*** Records to process ***

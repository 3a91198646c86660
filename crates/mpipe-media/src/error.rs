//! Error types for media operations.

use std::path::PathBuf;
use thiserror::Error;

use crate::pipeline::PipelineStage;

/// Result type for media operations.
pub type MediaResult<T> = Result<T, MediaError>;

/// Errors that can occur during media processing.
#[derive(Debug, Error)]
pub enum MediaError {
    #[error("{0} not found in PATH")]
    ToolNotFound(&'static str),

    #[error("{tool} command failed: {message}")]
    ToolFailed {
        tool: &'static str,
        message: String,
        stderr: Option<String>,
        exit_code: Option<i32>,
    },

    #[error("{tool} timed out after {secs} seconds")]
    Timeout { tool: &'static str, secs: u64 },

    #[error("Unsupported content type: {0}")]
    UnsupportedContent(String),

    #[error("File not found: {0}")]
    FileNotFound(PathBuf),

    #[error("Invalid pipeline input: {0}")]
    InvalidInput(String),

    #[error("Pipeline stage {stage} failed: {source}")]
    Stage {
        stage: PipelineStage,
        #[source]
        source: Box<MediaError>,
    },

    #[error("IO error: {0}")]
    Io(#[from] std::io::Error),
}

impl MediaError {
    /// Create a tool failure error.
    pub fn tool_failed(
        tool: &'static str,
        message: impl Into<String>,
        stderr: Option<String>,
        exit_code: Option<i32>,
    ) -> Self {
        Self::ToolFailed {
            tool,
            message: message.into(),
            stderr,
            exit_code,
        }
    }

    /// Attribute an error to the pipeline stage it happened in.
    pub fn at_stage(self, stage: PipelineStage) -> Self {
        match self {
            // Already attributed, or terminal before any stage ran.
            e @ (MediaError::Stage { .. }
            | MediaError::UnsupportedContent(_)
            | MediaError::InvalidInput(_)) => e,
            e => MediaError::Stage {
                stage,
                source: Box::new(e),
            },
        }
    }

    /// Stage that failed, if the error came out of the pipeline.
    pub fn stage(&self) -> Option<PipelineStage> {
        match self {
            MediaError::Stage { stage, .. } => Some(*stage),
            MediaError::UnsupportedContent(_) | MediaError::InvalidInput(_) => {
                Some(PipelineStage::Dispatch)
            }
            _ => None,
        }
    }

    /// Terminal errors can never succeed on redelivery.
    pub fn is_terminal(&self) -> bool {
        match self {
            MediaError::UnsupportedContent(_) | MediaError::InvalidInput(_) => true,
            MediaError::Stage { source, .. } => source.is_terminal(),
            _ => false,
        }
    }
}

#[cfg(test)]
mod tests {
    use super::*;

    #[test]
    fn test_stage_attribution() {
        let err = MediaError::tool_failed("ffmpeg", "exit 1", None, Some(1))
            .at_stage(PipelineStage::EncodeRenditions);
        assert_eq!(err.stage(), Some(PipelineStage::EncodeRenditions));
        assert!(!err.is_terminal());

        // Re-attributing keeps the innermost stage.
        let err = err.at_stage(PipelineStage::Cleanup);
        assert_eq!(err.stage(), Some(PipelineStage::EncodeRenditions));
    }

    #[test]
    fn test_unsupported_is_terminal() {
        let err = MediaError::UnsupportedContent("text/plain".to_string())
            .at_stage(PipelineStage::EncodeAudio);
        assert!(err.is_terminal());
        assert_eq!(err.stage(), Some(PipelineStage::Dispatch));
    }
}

*** End of Records to process ***
*** Records to process ***

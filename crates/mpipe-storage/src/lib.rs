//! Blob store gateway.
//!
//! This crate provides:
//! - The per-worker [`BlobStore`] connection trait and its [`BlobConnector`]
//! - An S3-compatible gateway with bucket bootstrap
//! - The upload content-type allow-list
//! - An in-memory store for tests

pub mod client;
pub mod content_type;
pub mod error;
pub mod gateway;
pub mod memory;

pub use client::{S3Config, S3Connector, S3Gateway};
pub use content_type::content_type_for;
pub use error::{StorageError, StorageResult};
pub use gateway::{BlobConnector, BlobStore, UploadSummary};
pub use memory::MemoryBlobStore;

*** End of Records to process ***
*** Records to process ***

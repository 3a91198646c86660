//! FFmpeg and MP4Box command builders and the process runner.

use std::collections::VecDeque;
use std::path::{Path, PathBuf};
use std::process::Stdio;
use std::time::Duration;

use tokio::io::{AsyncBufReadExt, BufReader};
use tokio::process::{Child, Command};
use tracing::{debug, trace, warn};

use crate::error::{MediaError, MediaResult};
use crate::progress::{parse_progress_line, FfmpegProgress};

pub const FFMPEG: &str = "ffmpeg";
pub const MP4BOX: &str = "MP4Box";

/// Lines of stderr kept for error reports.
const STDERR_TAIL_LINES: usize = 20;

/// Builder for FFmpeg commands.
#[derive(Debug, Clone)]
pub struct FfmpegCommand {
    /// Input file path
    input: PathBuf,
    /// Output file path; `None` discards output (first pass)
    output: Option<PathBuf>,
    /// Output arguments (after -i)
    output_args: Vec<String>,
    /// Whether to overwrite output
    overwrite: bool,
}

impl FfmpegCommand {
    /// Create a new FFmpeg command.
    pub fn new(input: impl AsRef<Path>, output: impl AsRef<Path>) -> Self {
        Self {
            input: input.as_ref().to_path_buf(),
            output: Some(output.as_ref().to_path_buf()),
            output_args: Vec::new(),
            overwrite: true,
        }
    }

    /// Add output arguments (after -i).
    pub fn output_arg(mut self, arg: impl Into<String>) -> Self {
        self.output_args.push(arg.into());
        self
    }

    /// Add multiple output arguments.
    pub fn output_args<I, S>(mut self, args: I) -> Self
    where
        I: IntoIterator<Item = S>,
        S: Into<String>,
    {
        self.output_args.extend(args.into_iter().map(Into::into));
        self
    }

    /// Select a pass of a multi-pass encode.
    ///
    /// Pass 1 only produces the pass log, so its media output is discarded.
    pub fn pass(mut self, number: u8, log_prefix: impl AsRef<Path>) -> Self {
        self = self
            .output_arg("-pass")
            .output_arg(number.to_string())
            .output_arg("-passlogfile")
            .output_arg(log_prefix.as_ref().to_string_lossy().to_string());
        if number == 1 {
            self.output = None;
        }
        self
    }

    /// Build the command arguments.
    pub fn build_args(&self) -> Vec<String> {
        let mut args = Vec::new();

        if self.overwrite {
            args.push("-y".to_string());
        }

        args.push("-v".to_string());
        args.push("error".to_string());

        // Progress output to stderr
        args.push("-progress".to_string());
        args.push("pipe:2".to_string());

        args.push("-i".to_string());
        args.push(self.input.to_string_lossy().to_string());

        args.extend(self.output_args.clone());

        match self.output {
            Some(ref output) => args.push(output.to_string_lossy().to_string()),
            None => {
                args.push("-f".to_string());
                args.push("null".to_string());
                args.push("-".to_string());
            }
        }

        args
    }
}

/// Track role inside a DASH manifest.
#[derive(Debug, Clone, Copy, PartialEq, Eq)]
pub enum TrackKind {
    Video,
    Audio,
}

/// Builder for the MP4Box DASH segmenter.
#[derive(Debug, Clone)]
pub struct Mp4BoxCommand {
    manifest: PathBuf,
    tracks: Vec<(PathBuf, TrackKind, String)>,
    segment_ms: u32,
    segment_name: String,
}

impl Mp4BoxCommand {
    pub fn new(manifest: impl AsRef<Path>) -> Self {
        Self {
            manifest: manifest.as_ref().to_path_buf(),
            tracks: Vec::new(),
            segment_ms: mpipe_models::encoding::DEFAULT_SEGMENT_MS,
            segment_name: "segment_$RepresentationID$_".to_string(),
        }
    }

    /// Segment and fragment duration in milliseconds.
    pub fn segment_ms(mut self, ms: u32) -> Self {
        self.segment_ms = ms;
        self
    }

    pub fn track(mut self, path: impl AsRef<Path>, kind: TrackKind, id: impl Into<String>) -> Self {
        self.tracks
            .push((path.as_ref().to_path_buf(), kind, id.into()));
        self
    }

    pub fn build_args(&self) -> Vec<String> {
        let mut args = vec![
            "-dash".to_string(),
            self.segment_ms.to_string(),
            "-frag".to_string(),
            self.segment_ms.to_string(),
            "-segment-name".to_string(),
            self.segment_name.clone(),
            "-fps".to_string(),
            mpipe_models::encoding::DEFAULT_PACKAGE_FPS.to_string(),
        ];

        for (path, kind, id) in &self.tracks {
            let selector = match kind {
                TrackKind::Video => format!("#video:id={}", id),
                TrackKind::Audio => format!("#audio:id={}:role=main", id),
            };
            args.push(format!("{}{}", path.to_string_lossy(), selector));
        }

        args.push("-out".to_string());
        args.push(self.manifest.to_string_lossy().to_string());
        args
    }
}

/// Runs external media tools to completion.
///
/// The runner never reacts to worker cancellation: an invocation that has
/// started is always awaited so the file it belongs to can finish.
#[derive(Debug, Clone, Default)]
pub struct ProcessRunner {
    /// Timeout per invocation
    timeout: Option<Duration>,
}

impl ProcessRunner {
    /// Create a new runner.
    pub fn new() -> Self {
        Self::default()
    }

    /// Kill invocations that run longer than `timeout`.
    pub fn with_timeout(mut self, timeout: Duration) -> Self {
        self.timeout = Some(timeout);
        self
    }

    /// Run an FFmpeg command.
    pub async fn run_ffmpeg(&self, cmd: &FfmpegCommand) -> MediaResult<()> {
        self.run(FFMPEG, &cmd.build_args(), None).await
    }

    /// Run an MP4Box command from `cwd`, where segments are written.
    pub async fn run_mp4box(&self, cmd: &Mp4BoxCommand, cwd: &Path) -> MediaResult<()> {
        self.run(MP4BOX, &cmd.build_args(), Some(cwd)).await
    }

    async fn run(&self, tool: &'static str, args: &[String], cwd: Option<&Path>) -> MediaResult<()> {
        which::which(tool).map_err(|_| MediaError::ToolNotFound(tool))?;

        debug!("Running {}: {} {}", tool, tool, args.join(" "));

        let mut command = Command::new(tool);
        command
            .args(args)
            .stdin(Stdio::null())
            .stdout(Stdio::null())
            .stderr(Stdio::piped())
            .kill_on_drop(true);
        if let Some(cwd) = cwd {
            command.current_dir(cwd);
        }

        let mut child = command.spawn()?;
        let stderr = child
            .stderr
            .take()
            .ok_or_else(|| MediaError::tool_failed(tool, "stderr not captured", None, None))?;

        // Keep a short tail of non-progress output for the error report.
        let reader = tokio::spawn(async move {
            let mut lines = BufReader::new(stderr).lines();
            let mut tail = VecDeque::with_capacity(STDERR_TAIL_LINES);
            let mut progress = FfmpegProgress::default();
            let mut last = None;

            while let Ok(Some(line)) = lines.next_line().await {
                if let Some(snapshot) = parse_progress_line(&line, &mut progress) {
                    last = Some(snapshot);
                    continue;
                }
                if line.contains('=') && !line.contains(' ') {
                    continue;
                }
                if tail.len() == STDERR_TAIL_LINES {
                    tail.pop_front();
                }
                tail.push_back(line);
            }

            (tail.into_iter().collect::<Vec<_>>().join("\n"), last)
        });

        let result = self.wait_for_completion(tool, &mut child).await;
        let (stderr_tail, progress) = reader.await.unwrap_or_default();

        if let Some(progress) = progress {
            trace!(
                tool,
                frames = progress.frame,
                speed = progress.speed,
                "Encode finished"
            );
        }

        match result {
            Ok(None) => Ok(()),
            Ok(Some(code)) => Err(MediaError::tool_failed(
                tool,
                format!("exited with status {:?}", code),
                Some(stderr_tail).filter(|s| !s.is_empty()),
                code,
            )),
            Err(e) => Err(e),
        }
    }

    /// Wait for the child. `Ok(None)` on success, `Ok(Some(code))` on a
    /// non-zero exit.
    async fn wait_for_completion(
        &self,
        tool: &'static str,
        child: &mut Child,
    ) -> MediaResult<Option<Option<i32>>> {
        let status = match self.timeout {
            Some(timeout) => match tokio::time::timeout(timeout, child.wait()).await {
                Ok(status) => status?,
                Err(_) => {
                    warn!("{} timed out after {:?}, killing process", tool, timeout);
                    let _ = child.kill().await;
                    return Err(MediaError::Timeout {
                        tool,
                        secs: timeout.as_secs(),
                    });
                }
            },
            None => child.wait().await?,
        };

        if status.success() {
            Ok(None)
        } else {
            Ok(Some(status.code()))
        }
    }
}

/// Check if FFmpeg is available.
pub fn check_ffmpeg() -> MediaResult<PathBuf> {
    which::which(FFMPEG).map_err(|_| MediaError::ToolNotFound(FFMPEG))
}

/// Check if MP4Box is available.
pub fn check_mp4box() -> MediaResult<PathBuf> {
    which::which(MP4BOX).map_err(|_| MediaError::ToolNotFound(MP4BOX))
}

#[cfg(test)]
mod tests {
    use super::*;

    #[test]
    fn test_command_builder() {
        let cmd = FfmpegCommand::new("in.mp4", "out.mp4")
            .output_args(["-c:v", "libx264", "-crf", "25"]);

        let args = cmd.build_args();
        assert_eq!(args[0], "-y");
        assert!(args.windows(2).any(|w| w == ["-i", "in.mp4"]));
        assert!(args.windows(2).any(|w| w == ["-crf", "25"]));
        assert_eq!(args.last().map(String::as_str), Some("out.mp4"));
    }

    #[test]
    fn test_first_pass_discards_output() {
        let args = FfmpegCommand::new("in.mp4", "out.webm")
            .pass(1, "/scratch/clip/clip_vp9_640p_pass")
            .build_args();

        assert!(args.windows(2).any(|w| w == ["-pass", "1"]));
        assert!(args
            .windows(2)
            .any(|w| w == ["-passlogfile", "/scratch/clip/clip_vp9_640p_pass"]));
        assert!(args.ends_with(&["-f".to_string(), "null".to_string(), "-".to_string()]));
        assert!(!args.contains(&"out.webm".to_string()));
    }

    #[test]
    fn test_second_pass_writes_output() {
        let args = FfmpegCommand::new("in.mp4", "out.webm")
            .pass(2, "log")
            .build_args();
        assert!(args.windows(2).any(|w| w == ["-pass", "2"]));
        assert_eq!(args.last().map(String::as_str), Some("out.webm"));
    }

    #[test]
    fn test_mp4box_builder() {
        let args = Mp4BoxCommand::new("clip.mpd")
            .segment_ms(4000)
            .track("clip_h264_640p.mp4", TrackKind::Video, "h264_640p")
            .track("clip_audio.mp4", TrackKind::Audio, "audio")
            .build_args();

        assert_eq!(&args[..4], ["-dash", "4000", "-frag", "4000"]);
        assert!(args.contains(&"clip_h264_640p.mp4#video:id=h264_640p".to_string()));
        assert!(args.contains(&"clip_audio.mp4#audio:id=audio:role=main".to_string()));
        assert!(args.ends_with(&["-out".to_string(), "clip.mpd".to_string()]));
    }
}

*** End of Records to process ***

* **Directions**: Retype exactly the lines above, from the one with "pub enum TrackKind" through the one with "for (path, kind, id)", inclusive.

* **Exercise result**:
pub enum TrackKind {
    Video,
    Audio,
}

/// Builder for the MP4Box DASH segmenter.
#[derive(Debug, Clone)]
pub struct Mp4BoxCommand {
    manifest: PathBuf,
    tracks: Vec<(PathBuf, TrackKind, String)>,
    segment_ms: u32,
    segment_name: String,
}

impl Mp4BoxCommand {
    pub fn new(manifest: impl AsRef<Path>) -> Self {
        Self {
            manifest: manifest.as_ref().to_path_buf(),
            tracks: Vec::new(),
            segment_ms: mpipe_models::encoding::DEFAULT_SEGMENT_MS,
            segment_name: "segment_$RepresentationID$_".to_string(),
        }
    }

    /// Segment and fragment duration in milliseconds.
    pub fn segment_ms(mut self, ms: u32) -> Self {
        self.segment_ms = ms;
        self
    }

    pub fn track(mut self, path: impl AsRef<Path>, kind: TrackKind, id: impl Into<String>) -> Self {
        self.tracks
            .push((path.as_ref().to_path_buf(), kind, id.into()));
        self
    }

    pub fn build_args(&self) -> Vec<String> {
        let mut args = vec![
            "-dash".to_string(),
            self.segment_ms.to_string(),
            "-frag".to_string(),
            self.segment_ms.to_string(),
            "-segment-name".to_string(),
            self.segment_name.clone(),
            "-fps".to_string(),
            mpipe_models::encoding::DEFAULT_PACKAGE_FPS.to_string(),
        ];

        for (path, kind, id) in &self.tracks {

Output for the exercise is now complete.